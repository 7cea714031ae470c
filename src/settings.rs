use std::path::Path;

use serde::{Deserialize, Serialize};

use crate::bitmap::is_image_file;

/// Persisted configuration for the readout. Every field tolerates being
/// absent from the settings file.
#[derive(Debug, Clone, Default, Serialize, Deserialize)]
pub struct Settings {
    /// When enabled the logger is initialised at debug level.
    /// Defaults to `false` when the field is missing in the settings file.
    #[serde(default)]
    pub debug_logging: bool,
    /// Extra file extensions (beyond the built-in raster set) the host wants
    /// treated as images, e.g. for formats it decodes itself.
    #[serde(default)]
    pub extra_image_extensions: Vec<String>,
}

impl Settings {
    pub fn load(path: &str) -> anyhow::Result<Self> {
        let content = std::fs::read_to_string(path).unwrap_or_default();
        if content.is_empty() {
            return Ok(Self::default());
        }
        Ok(serde_json::from_str(&content)?)
    }

    pub fn save(&self, path: &str) -> anyhow::Result<()> {
        let json = serde_json::to_string_pretty(self)?;
        std::fs::write(path, json)?;
        Ok(())
    }

    /// Whether a file should be treated as a displayable image, taking the
    /// configured extra extensions into account.
    pub fn recognizes_image(&self, path: &Path) -> bool {
        if is_image_file(path) {
            return true;
        }
        path.extension()
            .and_then(|ext| ext.to_str())
            .is_some_and(|ext| {
                self.extra_image_extensions
                    .iter()
                    .any(|extra| extra.eq_ignore_ascii_case(ext))
            })
    }
}

#[cfg(test)]
mod tests {
    use super::Settings;
    use std::path::Path;

    #[test]
    fn missing_fields_fall_back_to_defaults() {
        let settings: Settings = serde_json::from_str("{}").unwrap();
        assert!(!settings.debug_logging);
        assert!(settings.extra_image_extensions.is_empty());
    }

    #[test]
    fn extra_extensions_extend_the_builtin_set() {
        let settings = Settings {
            extra_image_extensions: vec!["tga".into()],
            ..Settings::default()
        };
        assert!(settings.recognizes_image(Path::new("sprite.TGA")));
        assert!(settings.recognizes_image(Path::new("shot.png")));
        assert!(!settings.recognizes_image(Path::new("doc.pdf")));
    }
}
━━━━━━━━━━━━━━━━━━━━
**PROMPT**
Lines in the data that hold "anyhow" must be located and copied.

**ANSWER BOX**
    pub fn load(path: &str) -> anyhow::Result<Self> {
    pub fn save(&self, path: &str) -> anyhow::Result<()> {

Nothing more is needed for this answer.